Reclaiming Tamil Nadu’s fiscal sovereignty and sustaining its growth model
The Government of Tamil Nadu’s white paper is a comprehensive analysis of the State’s financial status and economic conditions. Detailed like the white paper prepared
The Government of Tamil Nadu’s white paper is a comprehensive analysis of the State’s financial status and economic conditions. Detailed like the white paper prepared by the DMK in 2021, the TVK’s 120-page document begins with an important line: ‘it is neither an exercise in retrospective blame nor a political statement’. In that spirit, this is a genuine exercise. It indeed offers an honest account of what went wrong with tax collection: a shrinking base and leakages embedded in both revenue collection and expenditure patterns. While its diagnosis is rigorous, what is not clear, however, is how the government is going to fix the leakages and manoeuvre the welfare that it has promised during its election campaign. The white paper lays bare the structural weaknesses facing Tamil Nadu’s economy and the possible course correction which in that sense has a lot more continuity with the earlier one submitted by the DMK. Both literally state that “the current levels of fiscal deficit are unsustainable primarily because a substantial portion of the fiscal deficit is simply to fund the revenue deficit”. It means the State is simply borrowing to fund current consumption rather than to create assets. To be sure, for every rupee borrowed about 60 paise goes to current consumption. But one has to be cautious of reading of too much of this as substantial expenditure for health and education are under the revenue account. In an economy, the government needs to raise resources to pay for the provision of public goods and services, build social and physical infrastructures needed for growth and protect the vulnerable from the market forces. In that sense, every policy is a political choice with losers and gainers not just within the present generation but also of across generations since public debt shifts the burden of payment to future governments. The white paper says that the State is deep in debt and its fiscal deficit is beyond the prescribed limit. On average, an individual ₹38,000 in all taxes to the State and the Union government and receives about ₹54,500 worth of subsidies and services.

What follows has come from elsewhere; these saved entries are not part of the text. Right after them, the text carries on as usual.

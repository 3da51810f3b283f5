use firefleet::config::FleetConfig;
use firefleet::hazard::{HazardCandidate, HazardPipeline, ThermalFrame, FRAME_COLS, FRAME_ROWS};
use firefleet::protocol::GeoPoint;

fn here() -> GeoPoint {
    GeoPoint::new(37.0, -122.0, 50.0)
}

fn strong_candidate(task_id: &str, location: GeoPoint) -> HazardCandidate {
    // Saturates both thermal confidence terms: cluster at the size cap,
    // peak a full 25 C over the 40 C effective threshold.
    HazardCandidate {
        task_id: task_id.to_string(),
        location,
        peak_temperature_c: 65.0,
        cluster_size: 10,
        ambient_c: 16.0,
    }
}

#[test]
fn test_uniform_frame_raises_no_candidate() {
    let pipeline = HazardPipeline::new(FleetConfig::default());
    let frame = ThermalFrame::uniform(18.0);
    assert!(pipeline.detect_candidate(&frame, "TASK-A", here()).is_none());
}

#[test]
fn test_cluster_below_minimum_size_ignored() {
    let pipeline = HazardPipeline::new(FleetConfig::default());
    let mut frame = ThermalFrame::uniform(16.0);
    // Two hot cells only; minimum cluster is three.
    frame.set_cell(10, 10, 60.0);
    frame.set_cell(10, 11, 60.0);
    assert!(pipeline.detect_candidate(&frame, "TASK-A", here()).is_none());

    frame.set_cell(10, 12, 62.0);
    let candidate = pipeline
        .detect_candidate(&frame, "TASK-A", here())
        .expect("three contiguous hot cells");
    assert_eq!(candidate.cluster_size, 3);
    assert!((candidate.peak_temperature_c - 62.0).abs() < f64::EPSILON);
}

#[test]
fn test_diagonal_cells_are_not_contiguous() {
    let pipeline = HazardPipeline::new(FleetConfig::default());
    let mut frame = ThermalFrame::uniform(16.0);
    frame.set_cell(5, 5, 60.0);
    frame.set_cell(6, 6, 60.0);
    frame.set_cell(7, 7, 60.0);
    // Three hot cells, but 4-connectivity sees three size-1 clusters.
    assert!(pipeline.detect_candidate(&frame, "TASK-A", here()).is_none());
}

#[test]
fn test_relative_threshold_on_hot_ground() {
    let pipeline = HazardPipeline::new(FleetConfig::default());
    // Desert afternoon: ambient 32 C pushes the effective threshold to
    // ambient + 15, above the 40 C absolute floor.
    let mut frame = ThermalFrame::uniform(32.0);
    frame.set_patch(8, 8, 3, 3, 42.0);
    assert!(pipeline.detect_candidate(&frame, "TASK-A", here()).is_none());

    frame.set_patch(8, 8, 3, 3, 55.0);
    assert!(pipeline.detect_candidate(&frame, "TASK-A", here()).is_some());
}

#[test]
fn test_hot_patch_spans_grid_geometry() {
    let pipeline = HazardPipeline::new(FleetConfig::default());
    let mut frame = ThermalFrame::uniform(16.0);
    // Patch clipped at the bottom-right corner of the 24x32 grid.
    frame.set_patch(FRAME_ROWS - 2, FRAME_COLS - 2, 4, 4, 60.0);
    let candidate = pipeline
        .detect_candidate(&frame, "TASK-A", here())
        .expect("clipped patch still forms a cluster");
    assert_eq!(candidate.cluster_size, 4);
}

#[test]
fn test_thermal_confidence_bounds() {
    let pipeline = HazardPipeline::new(FleetConfig::default());
    let strong = strong_candidate("TASK-A", here());
    assert!((pipeline.thermal_confidence(&strong) - 1.0).abs() < f64::EPSILON);

    let weak = HazardCandidate {
        cluster_size: 3,
        peak_temperature_c: 40.5,
        ..strong_candidate("TASK-A", here())
    };
    let score = pipeline.thermal_confidence(&weak);
    assert!(score > 0.0 && score < 0.5);
}

#[test]
fn test_combine_is_weighted_mean() {
    let pipeline = HazardPipeline::new(FleetConfig::default());
    assert!((pipeline.combine(1.0, 0.0) - 0.5).abs() < f64::EPSILON);
    assert!((pipeline.combine(0.8, 0.8) - 0.8).abs() < f64::EPSILON);

    let mut config = FleetConfig::default();
    config.thermal_weight = 1.0;
    config.visual_weight = 3.0;
    let pipeline = HazardPipeline::new(config);
    assert!((pipeline.combine(0.0, 1.0) - 0.75).abs() < f64::EPSILON);
}

#[test]
fn test_confidence_threshold_is_boundary_inclusive() {
    let mut config = FleetConfig::default();
    config.hazard_confidence_threshold = 1.0;
    let mut pipeline = HazardPipeline::new(config);

    let candidate = strong_candidate("TASK-A", here());
    // Thermal confidence is exactly 1.0; visual 1.0 lands combined exactly
    // on the threshold, which must confirm.
    assert!(pipeline.confirm(&candidate, 1.0).is_some());

    let mut pipeline = HazardPipeline::new({
        let mut config = FleetConfig::default();
        config.hazard_confidence_threshold = 1.0;
        config
    });
    assert!(pipeline.confirm(&candidate, 0.9).is_none());
}

#[test]
fn test_default_threshold_verdict_at_the_boundary() {
    let config = FleetConfig::default();
    let pipeline = HazardPipeline::new(config.clone());
    // Equal stage scores blend to exactly that score; 0.70 passes the
    // inclusive threshold, 0.699 does not.
    assert!(pipeline.combine(0.7, 0.7) >= config.hazard_confidence_threshold);
    assert!(pipeline.combine(0.699, 0.699) < config.hazard_confidence_threshold);
}

#[test]
fn test_low_visual_score_rejects_candidate() {
    let mut pipeline = HazardPipeline::new(FleetConfig::default());
    let candidate = strong_candidate("TASK-A", here());
    // combined = (1.0 + 0.2) / 2 = 0.6, under the 0.7 default.
    assert!(pipeline.confirm(&candidate, 0.2).is_none());
    assert!(pipeline.active_events().is_empty());
}

#[test]
fn test_duplicate_suppressed_within_radius() {
    let mut pipeline = HazardPipeline::new(FleetConfig::default());
    let first = strong_candidate("TASK-A", here());
    assert!(pipeline.confirm(&first, 0.9).is_some());

    // ~2 m north: inside the 4.6 m dedup radius.
    let nearby = strong_candidate("TASK-A", GeoPoint::new(37.000018, -122.0, 50.0));
    assert!(pipeline.confirm(&nearby, 0.9).is_none());

    // ~11 m north: a distinct hazard.
    let distant = strong_candidate("TASK-A", GeoPoint::new(37.0001, -122.0, 50.0));
    assert!(pipeline.confirm(&distant, 0.9).is_some());
    assert_eq!(pipeline.active_events().len(), 2);
}

#[test]
fn test_dedup_is_scoped_per_task() {
    let mut pipeline = HazardPipeline::new(FleetConfig::default());
    assert!(pipeline.confirm(&strong_candidate("TASK-A", here()), 0.9).is_some());
    // Same spot, different task: not a duplicate.
    assert!(pipeline.confirm(&strong_candidate("TASK-B", here()), 0.9).is_some());
}

#[test]
fn test_clear_task_resets_dedup_slate() {
    let mut pipeline = HazardPipeline::new(FleetConfig::default());
    assert!(pipeline.confirm(&strong_candidate("TASK-A", here()), 0.9).is_some());
    assert!(pipeline.confirm(&strong_candidate("TASK-A", here()), 0.9).is_none());

    pipeline.clear_task("TASK-A");
    assert!(pipeline.active_events().is_empty());
    assert!(pipeline.confirm(&strong_candidate("TASK-A", here()), 0.9).is_some());
}

#[test]
fn test_event_ids_are_unique_and_dated() {
    let mut pipeline = HazardPipeline::new(FleetConfig::default());
    let a = pipeline
        .confirm(&strong_candidate("TASK-A", here()), 0.9)
        .unwrap();
    let b = pipeline
        .confirm(
            &strong_candidate("TASK-A", GeoPoint::new(37.001, -122.0, 50.0)),
            0.9,
        )
        .unwrap();
    assert!(a.id.starts_with("HAZ-"));
    assert_ne!(a.id, b.id);
    assert!(a.confidence >= 0.7);
}
use thiserror::Error;

/// Crate-wide error taxonomy.
///
/// A fault on one unit or task must never take the orchestrator down: every
/// variant here degrades to a failed task and/or a returning or unreachable
/// unit, surfaced to the operator.
#[derive(Debug, Error)]
pub enum FleetError {
    /// Logic fault: the requested lifecycle edge is not in the transition
    /// table. The record is left untouched.
    #[error("invalid {entity} transition {from} -> {to} ({id})")]
    InvalidTransition {
        entity: &'static str,
        id: String,
        from: String,
        to: String,
    },

    #[error("unknown unit: {0}")]
    UnknownUnit(String),

    #[error("unknown task: {0}")]
    UnknownTask(String),

    /// The unit agent already has an active mission.
    #[error("unit {0} is busy with an active mission")]
    Busy(String),

    /// No acknowledgment inside the command deadline, retry budget spent.
    #[error("command to unit {unit} timed out after {attempts} attempt(s)")]
    Timeout { unit: String, attempts: u32 },

    /// Heartbeat streak exceeded; assignment to this unit is suspended.
    #[error("unit {0} is unreachable")]
    Unreachable(String),

    /// Kill issued without a matching confirmation token. Rejected locally;
    /// nothing is transmitted.
    #[error("kill requires a confirmation token bound to the target unit")]
    ConfirmationRequired,

    /// An emergency command cancelled this unit's in-flight command wait.
    #[error("command wait cancelled by emergency control")]
    Cancelled,

    /// The agent rejected the command outright.
    #[error("unit {unit} rejected command: {reason}")]
    Rejected { unit: String, reason: String },

    #[error("command channel to unit {0} is closed")]
    ChannelClosed(String),

    #[error("protocol error: {0}")]
    Protocol(#[from] crate::protocol::ProtocolError),

    #[error(transparent)]
    Io(#[from] std::io::Error),
}

pub type Result<T> = std::result::Result<T, FleetError>;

The gap is typically funded by borrowing. The consolidated debt of each individual is then around ₹1.29 lakh, and the cumulative debt is about 28% of the State income, which is the cause for concern today. Collapse of revenue generation The serious concern that the report flags is not just debt but of the collapse of the revenue generation itself. While the white paper shows the account of revenue generation of the past five years, the collapse precedes this by at least a decade. Make no mistake, Tamil Nadu was one of the few States that predominantly sustained itself on its own revenue for its expenditure – about 70% of its expenditure from its own tax in sharp contrast to States such as Bihar and Uttar Pradesh which largely rely on the Centre’s transfer. With the introduction of the GST in 2017, States have lost their sovereignty on taxation. Tamil Nadu suffered the most. The State’s Own Tax Revenue (SOTR) to GSDP, which was 7.92% in 2011-12, has been steadily declining, and was down to 5.93% in 2021-22 and further down to 5.45% in 2025-26. While the white paper clearly shows that the decline is spread across all major tax heads — GST, petroleum VAT, State excise, stamp duty and motor vehicle tax, the GST alone accounts for about 53% total tax revenue. Despite having the second largest economy with the size of ₹35.29 lakh crore of GSDP, its GST collection was ₹72,008 crore lower than that of Karnataka (₹87,256 crore), and Gujarat (₹80,823 crore). Beside the systemic corruption and inefficiencies in tax collection, predominance of the service sector also contributed to the decline in GST collection. It appears many units within the sector are beyond the tax net. Similarly, motor vehicle tax collection has not kept pace since the number of vehicles registered in the State has not kept up. Not to mention stamp duties in rent-seeking sectors such as real estate which is known for undervaluation of the property at registration and excessive leakages and corruption.